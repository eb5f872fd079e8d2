#![forbid(unsafe_code)]

//! Add/remove notification bus for keyed collections.
//!
//! A [`Listener<K, V>`] is either **live** or **frozen**:
//!
//! ```text
//!            disable_reactivity()
//!   Live  ───────────────────────▶  Frozen (queue accumulating)
//!     ▲                                 │
//!     └─────────────────────────────────┘
//!     enable_reactivity(): replay queue, clear, thaw
//! ```
//!
//! # Invariants
//!
//! 1. While frozen, the queue holds at most one entry per key: emitting for a
//!    key that already has a queued entry drops the stale entry (whatever its
//!    sign) and appends the new one. Last write wins per key.
//! 2. Replay follows enqueue order of the surviving entries and uses the
//!    handler sets current at replay time.
//! 3. Thaw is atomic for callers: emissions made by handlers during replay
//!    are queued behind the replay and delivered before the listener goes
//!    live, so they never interleave with replayed events.
//!
//! This is deliberately different from [`Reference`](crate::Reference),
//! which drops updates made while disabled: collection views need every
//! surviving membership change, scalar bindings only the latest value.

use std::cell::RefCell;
use std::fmt;
use std::rc::Rc;

use tracing::{debug, trace};

use crate::config::FaultPolicy;
use crate::handler::{DeferredFault, HandlerSet, fan_out};
use crate::model::Model;
use crate::value::NodeId;

// ─── Events ──────────────────────────────────────────────────────────────────

/// Direction of a membership change.
#[derive(Debug, Clone, Copy, PartialEq, Eq, Hash)]
pub enum Sign {
    Added,
    Removed,
}

impl Sign {
    pub const fn as_str(self) -> &'static str {
        match self {
            Self::Added => "added",
            Self::Removed => "removed",
        }
    }
}

/// A queued membership change.
#[derive(Debug, Clone, PartialEq, Eq)]
pub struct ListenerEvent<K, V> {
    pub sign: Sign,
    pub index: K,
    pub value: V,
}

// ─── Item handlers ───────────────────────────────────────────────────────────

/// Handler receiving `(index, value)` of an added or removed item.
///
/// Identity is pointer identity, as for [`Handler`](crate::Handler).
pub struct ItemHandler<K, V>(Rc<dyn Fn(&K, &V)>);

impl<K, V> ItemHandler<K, V> {
    pub fn new(f: impl Fn(&K, &V) + 'static) -> Self {
        Self(Rc::new(f))
    }

    pub fn call(&self, index: &K, value: &V) {
        (self.0)(index, value);
    }
}

impl<K, V> Clone for ItemHandler<K, V> {
    fn clone(&self) -> Self {
        Self(Rc::clone(&self.0))
    }
}

impl<K, V> PartialEq for ItemHandler<K, V> {
    fn eq(&self, other: &Self) -> bool {
        Rc::ptr_eq(&self.0, &other.0)
    }
}

impl<K, V> Eq for ItemHandler<K, V> {}

impl<K, V> fmt::Debug for ItemHandler<K, V> {
    fn fmt(&self, f: &mut fmt::Formatter<'_>) -> fmt::Result {
        f.debug_tuple("ItemHandler")
            .field(&Rc::as_ptr(&self.0).cast::<()>())
            .finish()
    }
}

// ─── Listener ────────────────────────────────────────────────────────────────

struct ListenerInner<K, V> {
    on_added: HandlerSet<ItemHandler<K, V>>,
    on_removed: HandlerSet<ItemHandler<K, V>>,
    frozen: bool,
    queue: Vec<ListenerEvent<K, V>>,
    fault_policy: FaultPolicy,
}

/// Change bus for a keyed collection.
///
/// Cloning a `Listener` creates a new handle to the **same** inner state.
pub struct Listener<K, V> {
    id: NodeId,
    inner: Rc<RefCell<ListenerInner<K, V>>>,
}

impl<K, V> Clone for Listener<K, V> {
    fn clone(&self) -> Self {
        Self {
            id: self.id,
            inner: Rc::clone(&self.inner),
        }
    }
}

impl<K, V> fmt::Debug for Listener<K, V> {
    fn fmt(&self, f: &mut fmt::Formatter<'_>) -> fmt::Result {
        let inner = self.inner.borrow();
        f.debug_struct("Listener")
            .field("id", &self.id)
            .field("frozen", &inner.frozen)
            .field("queued", &inner.queue.len())
            .field("on_added", &inner.on_added.len())
            .field("on_removed", &inner.on_removed.len())
            .finish()
    }
}

impl<K, V> Default for Listener<K, V>
where
    K: Clone + PartialEq + 'static,
    V: Clone + 'static,
{
    fn default() -> Self {
        Self::new()
    }
}

impl<K, V> Listener<K, V>
where
    K: Clone + PartialEq + 'static,
    V: Clone + 'static,
{
    /// Create a live listener with no handlers.
    #[must_use]
    pub fn new() -> Self {
        Self {
            id: NodeId::next(),
            inner: Rc::new(RefCell::new(ListenerInner {
                on_added: HandlerSet::default(),
                on_removed: HandlerSet::default(),
                frozen: false,
                queue: Vec::new(),
                fault_policy: FaultPolicy::default(),
            })),
        }
    }

    #[must_use]
    pub fn with_fault_policy(self, policy: FaultPolicy) -> Self {
        self.inner.borrow_mut().fault_policy = policy;
        self
    }

    #[must_use]
    pub fn id(&self) -> NodeId {
        self.id
    }

    #[must_use]
    pub fn is_frozen(&self) -> bool {
        self.inner.borrow().frozen
    }

    /// Number of queued events.
    #[must_use]
    pub fn pending(&self) -> usize {
        self.inner.borrow().queue.len()
    }

    /// Copy of the queued events, in replay order.
    #[must_use]
    pub fn queued(&self) -> Vec<ListenerEvent<K, V>> {
        self.inner.borrow().queue.clone()
    }

    pub fn on_add(&self, handler: &ItemHandler<K, V>) {
        self.inner.borrow_mut().on_added.insert(handler);
    }

    pub fn on_remove(&self, handler: &ItemHandler<K, V>) {
        self.inner.borrow_mut().on_removed.insert(handler);
    }

    pub fn off_add(&self, handler: &ItemHandler<K, V>) {
        self.inner.borrow_mut().on_added.remove(handler);
    }

    pub fn off_remove(&self, handler: &ItemHandler<K, V>) {
        self.inner.borrow_mut().on_removed.remove(handler);
    }

    pub fn emit_added(&self, index: K, value: V) {
        self.emit(Sign::Added, index, value);
    }

    pub fn emit_removed(&self, index: K, value: V) {
        self.emit(Sign::Removed, index, value);
    }

    fn emit(&self, sign: Sign, index: K, value: V) {
        {
            let mut inner = self.inner.borrow_mut();
            if inner.frozen {
                let before = inner.queue.len();
                inner.queue.retain(|event| event.index != index);
                if inner.queue.len() != before {
                    trace!(listener = %self.id, sign = sign.as_str(), "collapsed stale queued event");
                }
                inner.queue.push(ListenerEvent { sign, index, value });
                return;
            }
        }
        self.dispatch(&ListenerEvent { sign, index, value });
    }

    fn dispatch(&self, event: &ListenerEvent<K, V>) {
        let (handlers, policy) = {
            let inner = self.inner.borrow();
            let set = match event.sign {
                Sign::Added => &inner.on_added,
                Sign::Removed => &inner.on_removed,
            };
            (set.snapshot(), inner.fault_policy)
        };
        fan_out(&handlers, policy, self.id, event.sign.as_str(), |h| {
            h.call(&event.index, &event.value);
        });
    }

    /// Enter the frozen state. Subsequent emissions are queued.
    pub fn disable_reactivity(&self) {
        self.inner.borrow_mut().frozen = true;
    }

    /// Replay the queue to the current handlers, then go live.
    ///
    /// No-op when already live. Under [`FaultPolicy::Propagate`] the whole
    /// queue is still replayed and the listener is live before the first
    /// handler panic is resumed.
    pub fn enable_reactivity(&self) {
        if !self.is_frozen() {
            return;
        }
        let mut replayed = 0_usize;
        let mut fault = DeferredFault::default();
        loop {
            let batch = std::mem::take(&mut self.inner.borrow_mut().queue);
            if batch.is_empty() {
                break;
            }
            replayed += batch.len();
            for event in &batch {
                fault.run(|| self.dispatch(event));
            }
        }
        self.inner.borrow_mut().frozen = false;
        debug!(listener = %self.id, replayed, "listener thawed");
        fault.resume();
    }
}

impl<K, V> Model for Listener<K, V>
where
    K: Clone + PartialEq + 'static,
    V: Clone + 'static,
{
    fn enable_reactivity(&self) {
        Listener::enable_reactivity(self);
    }

    fn disable_reactivity(&self) {
        Listener::disable_reactivity(self);
    }
}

=======

Task goal: Repeat each line of the data above, exactly as it appears, from the first through the line that contains "use std::fmt;".

Exercise output:
repository eb5f872fd079e8d2
#![forbid(unsafe_code)]

//! Add/remove notification bus for keyed collections.
//!
//! A [`Listener<K, V>`] is either **live** or **frozen**:
//!
//! ```text
//!            disable_reactivity()
//!   Live  ───────────────────────▶  Frozen (queue accumulating)
//!     ▲                                 │
//!     └─────────────────────────────────┘
//!     enable_reactivity(): replay queue, clear, thaw
//! ```
//!
//! # Invariants
//!
//! 1. While frozen, the queue holds at most one entry per key: emitting for a
//!    key that already has a queued entry drops the stale entry (whatever its
//!    sign) and appends the new one. Last write wins per key.
//! 2. Replay follows enqueue order of the surviving entries and uses the
//!    handler sets current at replay time.
//! 3. Thaw is atomic for callers: emissions made by handlers during replay
//!    are queued behind the replay and delivered before the listener goes
//!    live, so they never interleave with replayed events.
//!
//! This is deliberately different from [`Reference`](crate::Reference),
//! which drops updates made while disabled: collection views need every
//! surviving membership change, scalar bindings only the latest value.

use std::cell::RefCell;
use std::fmt;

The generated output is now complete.